• RECORDS TO USE
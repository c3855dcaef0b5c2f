use serde::{Deserialize, Serialize};

/// One completed exchange: what the user said and what the bot answered.
#[derive(Debug, Clone, Serialize, Deserialize, PartialEq, Eq)]
pub struct Turn {
    pub user: String,
    pub bot: String,
}

impl Turn {
    pub fn new(user: impl Into<String>, bot: impl Into<String>) -> Self {
        Self {
            user: user.into(),
            bot: bot.into(),
        }
    }
}

/// Chronological list of turns carried by the caller between requests.
///
/// Turns are only ever appended at the back or popped off the back by
/// undo/retry; an existing turn is never edited.
#[derive(Debug, Clone, Default, Serialize, Deserialize, PartialEq, Eq)]
#[serde(transparent)]
pub struct ChatHistory {
    turns: Vec<Turn>,
}

impl ChatHistory {
    pub fn new() -> Self {
        Self::default()
    }

    pub fn push(&mut self, turn: Turn) {
        self.turns.push(turn);
    }

    pub fn len(&self) -> usize {
        self.turns.len()
    }

    pub fn is_empty(&self) -> bool {
        self.turns.is_empty()
    }

    pub fn turns(&self) -> &[Turn] {
        &self.turns
    }

    /// The most recent `limit` turns, oldest first.
    pub fn recent(&self, limit: usize) -> &[Turn] {
        let start = self.turns.len().saturating_sub(limit);
        &self.turns[start..]
    }

    /// Remove the last turn and return it.
    pub fn undo(&mut self) -> Option<Turn> {
        self.turns.pop()
    }

    /// Remove the last turn and hand back its user message so it can be
    /// generated again.
    pub fn take_for_retry(&mut self) -> Option<String> {
        self.turns.pop().map(|turn| turn.user)
    }
}

impl From<Vec<Turn>> for ChatHistory {
    fn from(turns: Vec<Turn>) -> Self {
        Self { turns }
    }
}

impl FromIterator<Turn> for ChatHistory {
    fn from_iter<I: IntoIterator<Item = Turn>>(iter: I) -> Self {
        Self {
            turns: iter.into_iter().collect(),
        }
    }
}

/// Conversation payload of the Hugging Face conversational task.
#[derive(Debug, Clone, Default, Serialize, Deserialize, PartialEq, Eq)]
pub struct Conversation {
    #[serde(default)]
    pub past_user_inputs: Vec<String>,
    #[serde(default)]
    pub generated_responses: Vec<String>,
    #[serde(default, skip_serializing_if = "String::is_empty")]
    pub text: String,
}

impl Conversation {
    /// Build a conversation from prior turns plus the pending user message.
    pub fn from_turns(turns: &[Turn], message: impl Into<String>) -> Self {
        let mut conversation = Self::default();
        for turn in turns {
            conversation.add_user_input(turn.user.clone());
            conversation.append_response(turn.bot.clone());
        }
        conversation.text = message.into();
        conversation
    }

    pub fn add_user_input(&mut self, text: impl Into<String>) {
        self.past_user_inputs.push(text.into());
    }

    pub fn append_response(&mut self, text: impl Into<String>) {
        self.generated_responses.push(text.into());
    }

    pub fn latest_response(&self) -> Option<&str> {
        self.generated_responses.last().map(String::as_str)
    }
}
//! Fixed user-facing strings.

pub const EMPTY_MESSAGE_PROMPT: &str = "Please enter a message!";
pub const FALLBACK_REPLY: &str = "I'm not sure how to respond to that. Could you try rephrasing?";
pub const EMPTY_SYMPTOMS_PROMPT: &str = "Please enter your symptoms.";

/// Reply shown when the conversational pipeline fails.
pub fn pipeline_error_reply(error: impl std::fmt::Display) -> String {
    format!("Error with pipeline method: {}", error)
}

/// Reply shown when direct generation fails.
pub fn direct_error_reply(error: impl std::fmt::Display) -> String {
    format!("I encountered an error: {}. Please try again!", error)
}

pub const EXAMPLE_PROMPTS: [&str; 8] = [
    "Hello! How are you today?",
    "What's your favorite topic to discuss?",
    "Can you tell me a funny joke?",
    "Recommend a good book to read",
    "What kind of music do you like?",
    "Tell me something interesting about space",
    "How does artificial intelligence work?",
    "What's your favorite food?",
];
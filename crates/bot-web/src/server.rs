use actix_web::{middleware, web, App, HttpServer};
use std::io;

use crate::handlers;
use crate::state::WebState;

pub fn app_config(cfg: &mut web::ServiceConfig) {
    cfg.route("/", web::get().to(handlers::index))
        .route("/check", web::post().to(handlers::check));
}

pub async fn run_server(state: WebState, host: &str, port: u16) -> io::Result<()> {
    let state = web::Data::new(state);

    let server = HttpServer::new(move || {
        App::new()
            .app_data(state.clone())
            .wrap(middleware::Logger::default())
            .configure(app_config)
    })
    .bind((host, port))?;

    log::info!("Symptom checker listening on http://{}:{}", host, port);
    server.run().await
}
pub mod chatbot;
pub mod error;
pub mod init;
pub mod prompt;
pub mod strategy;

pub use chatbot::{ChatBot, DIRECT_HISTORY_LIMIT, PIPELINE_HISTORY_LIMIT};
pub use error::SessionError;
pub use init::{ChatBotConfig, DEFAULT_CHAT_MODEL};
pub use prompt::{build_prompt, extract_reply, DEFAULT_EOS_TOKEN};
pub use strategy::{GenerationStrategy, StrategyPreference};
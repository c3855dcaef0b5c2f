//! Integration tests for InferenceClient against a mocked Inference API

use bot_llm::{HuggingFaceConfig, InferenceClient, LLMError};
use serde_json::json;
use wiremock::matchers::{header, method, path};
use wiremock::{Mock, MockServer, ResponseTemplate};

fn client_for(server: &MockServer) -> InferenceClient {
    let config =
        HuggingFaceConfig::new(Some("test-token".to_string())).with_api_base(server.uri());
    InferenceClient::new(config)
}

#[tokio::test]
async fn test_query_posts_inputs_with_bearer_token() {
    let mock_server = MockServer::start().await;

    Mock::given(method("POST"))
        .and(path("/models/distilbert-base-uncased"))
        .and(header("authorization", "Bearer test-token"))
        .respond_with(ResponseTemplate::new(200).set_body_json(json!([
            [{ "label": "POSITIVE", "score": 0.99 }]
        ])))
        .expect(1)
        .mount(&mock_server)
        .await;

    let client = client_for(&mock_server);
    let value = client
        .query("Hello world, I feel great today!")
        .await
        .expect("json response");

    assert_eq!(value[0][0]["label"], "POSITIVE");

    let requests = mock_server.received_requests().await.expect("recorded");
    let body: serde_json::Value = serde_json::from_slice(&requests[0].body).unwrap();
    assert_eq!(body, json!({ "inputs": "Hello world, I feel great today!" }));
}

#[tokio::test]
async fn test_query_reports_status_and_body_on_error() {
    let mock_server = MockServer::start().await;

    Mock::given(method("POST"))
        .and(path("/models/distilbert-base-uncased"))
        .respond_with(ResponseTemplate::new(503).set_body_string("Model is currently loading"))
        .mount(&mock_server)
        .await;

    let client = client_for(&mock_server);
    let error = client.query("hi").await.expect_err("api error");

    match &error {
        LLMError::Api { status, body } => {
            assert_eq!(*status, 503);
            assert_eq!(body, "Model is currently loading");
        }
        other => panic!("unexpected error: {other}"),
    }
    assert_eq!(
        error.to_string(),
        "API Error: 503 - Model is currently loading"
    );
}

#[tokio::test]
async fn test_query_text_never_fails() {
    let mock_server = MockServer::start().await;

    Mock::given(method("POST"))
        .respond_with(ResponseTemplate::new(401).set_body_string(r#"{"error":"Invalid token"}"#))
        .mount(&mock_server)
        .await;

    let text = client_for(&mock_server).query_text("hi").await;

    assert!(text.contains("401"));
    assert!(text.contains("Invalid token"));
}

#[tokio::test]
async fn test_query_text_pretty_prints_json() {
    let mock_server = MockServer::start().await;

    Mock::given(method("POST"))
        .respond_with(ResponseTemplate::new(200).set_body_json(json!({ "score": 1 })))
        .mount(&mock_server)
        .await;

    let text = client_for(&mock_server).query_text("hi").await;

    assert_eq!(text, "{\n  \"score\": 1\n}");
}

#[tokio::test]
async fn test_custom_model_changes_endpoint() {
    let mock_server = MockServer::start().await;

    Mock::given(method("POST"))
        .and(path("/models/gpt2"))
        .respond_with(ResponseTemplate::new(200).set_body_json(json!([])))
        .expect(1)
        .mount(&mock_server)
        .await;

    let client = client_for(&mock_server).with_model("gpt2");
    assert!(client.endpoint().ends_with("/models/gpt2"));
    client.query("hi").await.expect("ok");
}
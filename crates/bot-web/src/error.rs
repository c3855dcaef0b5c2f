use actix_web::{http::StatusCode, HttpResponse, ResponseError};
use thiserror::Error;

pub type Result<T, E = WebError> = std::result::Result<T, E>;

#[derive(Debug, Error)]
pub enum WebError {
    #[error("Template error: {0}")]
    Template(#[from] tera::Error),
}

impl ResponseError for WebError {
    fn status_code(&self) -> StatusCode {
        StatusCode::INTERNAL_SERVER_ERROR
    }

    fn error_response(&self) -> HttpResponse {
        log::error!("{}", self);
        HttpResponse::build(self.status_code())
            .content_type("text/plain; charset=utf-8")
            .body("Something went wrong while rendering the page.")
    }
}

• ASSIGNMENT
Start at the first line of the entries above. Set down each line exactly through the one with "pub fn recent(&self, limit: usize)", and stop there.

• ANSWER
repository c3855dcaef0b5c2f
use serde::{Deserialize, Serialize};

/// One completed exchange: what the user said and what the bot answered.
#[derive(Debug, Clone, Serialize, Deserialize, PartialEq, Eq)]
pub struct Turn {
    pub user: String,
    pub bot: String,
}

impl Turn {
    pub fn new(user: impl Into<String>, bot: impl Into<String>) -> Self {
        Self {
            user: user.into(),
            bot: bot.into(),
        }
    }
}

/// Chronological list of turns carried by the caller between requests.
///
/// Turns are only ever appended at the back or popped off the back by
/// undo/retry; an existing turn is never edited.
#[derive(Debug, Clone, Default, Serialize, Deserialize, PartialEq, Eq)]
#[serde(transparent)]
pub struct ChatHistory {
    turns: Vec<Turn>,
}

impl ChatHistory {
    pub fn new() -> Self {
        Self::default()
    }

    pub fn push(&mut self, turn: Turn) {
        self.turns.push(turn);
    }

    pub fn len(&self) -> usize {
        self.turns.len()
    }

    pub fn is_empty(&self) -> bool {
        self.turns.is_empty()
    }

    pub fn turns(&self) -> &[Turn] {
        &self.turns
    }

    /// The most recent `limit` turns, oldest first.
    pub fn recent(&self, limit: usize) -> &[Turn] {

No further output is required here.